Fabienne Verdier joue aussi des cercles, des triangles et de la géométrie mais en dehors du langage de la science. Par son corps en action qui peint, elle invente un nouveau chemin et de nouveaux outils de recherche. C’est très impressionnant.

Fabienne Verdier devant l’installation Ascèses 2009. Série : Silencieuse Coïncidence. Philippe Chancel, Author provided

Première loi de Newton

Finalement, comme physicien, je ne suis jamais sorti du chemin construit par des générations de scientifiques. On peut même le voir aujourd’hui comme une autoroute bien balisée. Mais, chaque année, j’ai toujours la même émotion en inscrivant au tableau le principe d’inertie ou première loi de Newton.

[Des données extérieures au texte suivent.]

//! A running instance of a definition.

use crate::config::FlowConfig;
use serde::de::DeserializeOwned;
use serde::Serialize;
use std::collections::HashMap;
use std::fmt;
use std::sync::Arc;
use stepflow_core::{
    Context, Definition, EventBus, FlowError, Form, FormFactory, Step, StepCollection, StepNumber,
    Storage,
};
use tracing::{debug, info};

/// Payload types a flow can carry.
pub trait FlowData: Serialize + DeserializeOwned + 'static {}

impl<T: Serialize + DeserializeOwned + 'static> FlowData for T {}

/// One running instance of a [`Definition`].
///
/// A flow pairs the shared definition with its own [`Context`] and the
/// collaborators the transitioner needs: a form factory, an event bus and a
/// storage backend. The context is absent until [`Flow::start`] or
/// [`Flow::resume`] succeeds, and again after [`Flow::reset`].
pub struct Flow<T> {
    definition: Arc<Definition>,
    context: Option<Context<T>>,
    forms: Box<dyn FormFactory<T>>,
    form_cache: HashMap<StepNumber, Box<dyn Form>>,
    event_bus: Arc<dyn EventBus<T>>,
    storage: Arc<dyn Storage>,
    config: FlowConfig,
}

impl<T> fmt::Debug for Flow<T> {
    fn fmt(&self, f: &mut fmt::Formatter<'_>) -> fmt::Result {
        f.debug_struct("Flow")
            .field("name", &self.definition.name())
            .field(
                "current_step",
                &self.context.as_ref().map(Context::current_step_number),
            )
            .field("cached_forms", &self.form_cache.keys().collect::<Vec<_>>())
            .field("config", &self.config)
            .finish()
    }
}

impl<T: FlowData> Flow<T> {
    /// Creates a flow that has not been started yet.
    pub fn new(
        definition: Arc<Definition>,
        forms: impl FormFactory<T> + 'static,
        event_bus: Arc<dyn EventBus<T>>,
        storage: Arc<dyn Storage>,
    ) -> Self {
        Self {
            definition,
            context: None,
            forms: Box::new(forms),
            form_cache: HashMap::new(),
            event_bus,
            storage,
            config: FlowConfig::default(),
        }
    }

    /// Replaces the default configuration.
    pub fn with_config(mut self, config: FlowConfig) -> Self {
        self.config = config;
        self
    }

    pub fn name(&self) -> &str {
        self.definition.name()
    }

    pub fn definition(&self) -> &Definition {
        &self.definition
    }

    pub fn steps(&self) -> &StepCollection {
        self.definition.steps()
    }

    pub fn groups(&self) -> &[String] {
        self.definition.groups()
    }

    pub fn config(&self) -> &FlowConfig {
        &self.config
    }

    /// Request field the transition token is read from.
    pub fn transition_key(&self) -> String {
        self.config.transition_key(self.name())
    }

    /// Key the context is stored under.
    pub fn storage_key(&self) -> String {
        self.config.storage_key(self.name())
    }

    /// Handle to the event bus, detached from the flow's borrow.
    pub fn event_bus(&self) -> Arc<dyn EventBus<T>> {
        Arc::clone(&self.event_bus)
    }

    pub fn is_started(&self) -> bool {
        self.context.is_some()
    }

    /// Starts the flow on its first step with the given payload and
    /// persists the fresh context.
    ///
    /// # Errors
    ///
    /// Returns [`FlowError::DataTypeMismatch`] if `T` is not the type the
    /// definition expects, or a storage error.
    pub fn start(&mut self, data: T) -> Result<(), FlowError> {
        self.ensure_data_type()?;
        let total = self.step_count()?;
        self.context = Some(Context::new(data, total)?);
        self.form_cache.clear();
        self.save()?;
        info!("Flow '{}' started", self.name());
        Ok(())
    }

    /// Restores the context persisted for this flow.
    ///
    /// Returns `Ok(false)` when nothing is stored.
    ///
    /// # Errors
    ///
    /// Returns [`FlowError::DataTypeMismatch`] as [`Flow::start`] does, and
    /// [`FlowError::CorruptedContext`] if the stored value is not a valid
    /// context for this definition.
    pub fn resume(&mut self) -> Result<bool, FlowError> {
        self.ensure_data_type()?;
        let key = self.storage_key();
        let value = match self.storage.load(&key)? {
            Some(value) => value,
            None => return Ok(false),
        };

        let corrupted = |details: String| FlowError::CorruptedContext {
            key: key.clone(),
            details,
        };

        let context: Context<T> =
            serde_json::from_value(value).map_err(|e| corrupted(e.to_string()))?;
        context.validate().map_err(|e| corrupted(e.to_string()))?;
        if context.total_number_of_steps() != self.step_count()? {
            return Err(corrupted(format!(
                "context has {} steps, definition has {}",
                context.total_number_of_steps(),
                self.steps().len()
            )));
        }

        debug!(
            "Flow '{}' resumed on step {}",
            self.name(),
            context.current_step_number()
        );
        self.context = Some(context);
        self.form_cache.clear();
        Ok(true)
    }

    /// Returns the context.
    ///
    /// # Errors
    ///
    /// Returns [`FlowError::Logic`] if the flow has not been started.
    pub fn context(&self) -> Result<&Context<T>, FlowError> {
        self.context.as_ref().ok_or_else(|| self.not_started())
    }

    /// Returns the context mutably.
    ///
    /// # Errors
    ///
    /// Returns [`FlowError::Logic`] if the flow has not been started.
    pub fn context_mut(&mut self) -> Result<&mut Context<T>, FlowError> {
        match self.context.as_mut() {
            Some(context) => Ok(context),
            None => Err(FlowError::Logic(format!(
                "Flow '{}' has not been started.",
                self.definition.name()
            ))),
        }
    }

    pub fn data(&self) -> Result<&T, FlowError> {
        self.context().map(Context::data)
    }

    pub fn current_step_number(&self) -> Result<StepNumber, FlowError> {
        self.context().map(Context::current_step_number)
    }

    pub fn current_step(&self) -> Result<&Step, FlowError> {
        self.steps().get_by_number(self.current_step_number()?)
    }

    pub fn first_step(&self) -> Result<&Step, FlowError> {
        self.steps()
            .first()
            .ok_or_else(|| FlowError::Logic(format!("Flow '{}' has no steps.", self.name())))
    }

    pub fn last_step(&self) -> Result<&Step, FlowError> {
        self.steps()
            .last()
            .ok_or_else(|| FlowError::Logic(format!("Flow '{}' has no steps.", self.name())))
    }

    pub fn is_first_step(&self) -> Result<bool, FlowError> {
        Ok(self.current_step()? == self.first_step()?)
    }

    pub fn is_last_step(&self) -> Result<bool, FlowError> {
        Ok(self.current_step()? == self.last_step()?)
    }

    pub fn next_step(&self) -> Result<&Step, FlowError> {
        self.steps().get_by_number(self.current_step_number()? + 1)
    }

    pub fn has_next_step(&self) -> Result<bool, FlowError> {
        Ok(self.steps().has_number(self.current_step_number()? + 1))
    }

    pub fn previous_step(&self) -> Result<&Step, FlowError> {
        self.steps()
            .get_by_number(self.current_step_number()?.saturating_sub(1))
    }

    pub fn has_previous_step(&self) -> Result<bool, FlowError> {
        Ok(self.current_step_number()? > 1)
    }

    /// Steps after the current one.
    pub fn steps_remaining(&self) -> Result<StepCollection, FlowError> {
        Ok(self.steps().filter_greater_than(self.current_step_number()?))
    }

    /// Steps before the current one.
    pub fn steps_done(&self) -> Result<StepCollection, FlowError> {
        Ok(self.steps().filter_smaller_than(self.current_step_number()?))
    }

    /// Form of the current step, created on first use. The transitioner
    /// drops it once a transition attempt from that step ends, so every
    /// attempt reads a fresh submission.
    ///
    /// # Errors
    ///
    /// Returns [`FlowError::Logic`] if the flow has not been started.
    pub fn current_step_form(&mut self) -> Result<&mut (dyn Form + 'static), FlowError> {
        let context = match self.context.as_ref() {
            Some(context) => context,
            None => return Err(self.not_started()),
        };
        let number = context.current_step_number();
        let step = self.definition.steps().get_by_number(number)?;

        let forms = &self.forms;
        let form = self
            .form_cache
            .entry(number)
            .or_insert_with(|| forms.create(step, context.data()));
        Ok(form.as_mut())
    }

    /// Drops the cached form of a step, if any.
    pub(crate) fn discard_form(&mut self, number: StepNumber) {
        self.form_cache.remove(&number);
    }

    /// Persists the context.
    ///
    /// # Errors
    ///
    /// Returns [`FlowError::Logic`] if the flow has not been started, or a
    /// storage error.
    pub fn save(&self) -> Result<(), FlowError> {
        let context = self.context()?;
        let value = serde_json::to_value(context)
            .map_err(|e| FlowError::Storage(format!("unable to serialize context: {}", e)))?;
        self.storage.save(&self.storage_key(), value)
    }

    /// Drops the context and its stored copy. The flow must be started
    /// again before it can transition.
    ///
    /// # Errors
    ///
    /// Returns a storage error if the stored copy can not be removed.
    pub fn reset(&mut self) -> Result<(), FlowError> {
        self.storage.remove(&self.storage_key())?;
        self.context = None;
        self.form_cache.clear();
        debug!("Flow '{}' reset", self.name());
        Ok(())
    }

    fn ensure_data_type(&self) -> Result<(), FlowError> {
        let expected = self.definition.expected_data();
        if !expected.is::<T>() {
            return Err(FlowError::DataTypeMismatch {
                expected: expected.name(),
                actual: std::any::type_name::<T>(),
            });
        }
        Ok(())
    }

    fn step_count(&self) -> Result<StepNumber, FlowError> {
        StepNumber::try_from(self.steps().len())
            .map_err(|_| FlowError::Logic(format!("Flow '{}' has too many steps.", self.name())))
    }

    fn not_started(&self) -> FlowError {
        FlowError::Logic(format!("Flow '{}' has not been started.", self.name()))
    }
}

« Tout corps persévère dans l’état de repos ou de mouvement uniforme en ligne droite dans lequel il se trouve, à moins que quelque force n’agisse sur lui, et ne le contraigne à changer d’état. »

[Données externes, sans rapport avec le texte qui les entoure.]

//! Transition logic.
//!
//! The [`Transitioner`] moves a [`Flow`] between steps in response to a
//! [`TransportRequest`]. Expected outcomes (an invalid form, a blocking
//! listener, missing steps on completion) come back as a [`Status`]; only
//! misuse and broken invariants are errors.

use crate::flow::{Flow, FlowData};
use stepflow_core::{
    Action, Channel, Event, EventBus, EventKind, FlowError, Status, StatusFlags, Step, StepNumber,
    TransitionRequest, TransportRequest,
};
use tracing::{debug, info, warn};

/// Stateless driver of the forwards, backwards, complete and reset
/// transitions.
///
/// # Examples
///
/// ```
/// use std::sync::Arc;
/// use stepflow::prelude::*;
///
/// struct Accept;
///
/// impl Form for Accept {
///     fn name(&self) -> &str { "accept" }
///     fn is_submitted(&self) -> bool { true }
///     fn is_valid(&self) -> bool { true }
///     fn handle_request(&mut self, _request: &TransportRequest) {}
/// }
///
/// let definition = Definition::builder()
///     .name("survey")
///     .data_type::<String>()
///     .add_step("intro")
///     .add_step("questions")
///     .build()?;
///
/// let mut flow = Flow::new(
///     Arc::new(definition),
///     |_: &Step, _: &String| -> Box<dyn Form> { Box::new(Accept) },
///     Arc::new(EventDispatcher::<String>::new()),
///     Arc::new(MemoryStorage::new()),
/// );
/// flow.start("anonymous".to_string())?;
///
/// let request = TransportRequest::new().with_body("flow_survey_transition", "forwards");
/// let status = Transitioner.transition(&mut flow, &request)?;
/// assert!(status.is_successful());
/// assert_eq!(flow.current_step_number()?, 2);
/// # Ok::<(), stepflow::FlowError>(())
/// ```
#[derive(Debug, Clone, Copy, Default)]
pub struct Transitioner;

Regardez autour de vous tout ce qui bouge. Rien ne se comporte ainsi : « Tout corps persévère dans l’état de mouvement uniforme en ligne droite ». Ça n’arrive jamais. Pour une raison simple : il y a toujours au moins un frottement, une dissipation. Une voiture en roue libre s’arrête toujours. Et pourtant quelqu’un a dit : « Oui, mais imaginons un instant, s’il n’y a pas de frottement, pas de dissipation, alors ça continue en ligne droite pour toujours… ».

Le saut conceptuel me fait toujours frémir tant il est difficile mais aussi puissant. D’une part, il change notre vision du monde, et d’autre part, vous donne des outils théoriques et pratiques pour agir ensemble sur le monde.

Les perfections du cercle

Fabienne Verdier invente son chemin entre le concret et l’abstrait, et l’équipe pour nous embarquer avec elle. Ses longues années de compagnonnage avec la calligraphie et la peinture chinoises semblent avoir été pour elle à la fois cette école de l’exigence, une façon de se transformer en profondeur et ce qui lui a donné accès aux outils nécessaires pour construire son univers. C’est au prix d’une exigence personnelle constante et sans concession qu’elle est devenue une artiste peintre accomplie.

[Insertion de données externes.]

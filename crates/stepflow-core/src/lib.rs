//! Core types and traits for the stepflow multi-step flow engine.
//!
//! This crate holds the data model and the collaborator contracts, without
//! the transition logic. Hosts that only implement forms, storage or event
//! listeners can depend on it alone.
//!
//! # Core Types
//!
//! - [`Step`] / [`StepCollection`] - Immutable, number-ordered flow positions
//! - [`Definition`] - Blueprint shared by every flow started from it
//! - [`Context`] - Mutable, serializable progress of one flow
//! - [`Status`] - Outcome of a transition
//! - [`FlowError`] - Error types for flow operations
//!
//! # Collaborators
//!
//! - [`Form`] / [`FormFactory`] - Per-step payload submission and validation
//! - [`EventBus`] - Lifecycle event delivery
//! - [`Storage`] - Context persistence between requests

mod context;
mod definition;
mod error;
mod event;
mod request;
mod status;
mod step;
mod traits;

pub use context::{Checkpoint, Context};
pub use definition::{DataType, Definition, DefinitionBuilder};
pub use error::{ErrorKind, FlowError};
pub use event::{Channel, Event, EventKind, Scope};
pub use request::{Action, TransitionRequest, TransportRequest};
pub use status::{Status, StatusFlags};
pub use step::{Step, StepCollection, StepNumber};
pub use traits::{EventBus, Form, FormFactory, Storage};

L’expérience de la calligraphie chinoise, telle qu’elle la décrit dans son livre La passagère du silence, soutient cette rigueur. Elle insiste aussi sur le temps passé et sur le soin apporté aux fonds de ses tableaux qui sont aussi importants que le trait laissé par son mouvement. Et à chaque instant, elle est irrémédiablement seule pour créer son œuvre. Le résultat de son travail, c’est ce que nous voyons sur la toile ; il n’y a rien d’autre. Sa peinture, sa façon de peindre, son corps, constituent son véhicule pour passer du réel, des situations particulières innombrables, toujours différentes, à l’abstraction dans sa perfection, et pour partager l’ensemble.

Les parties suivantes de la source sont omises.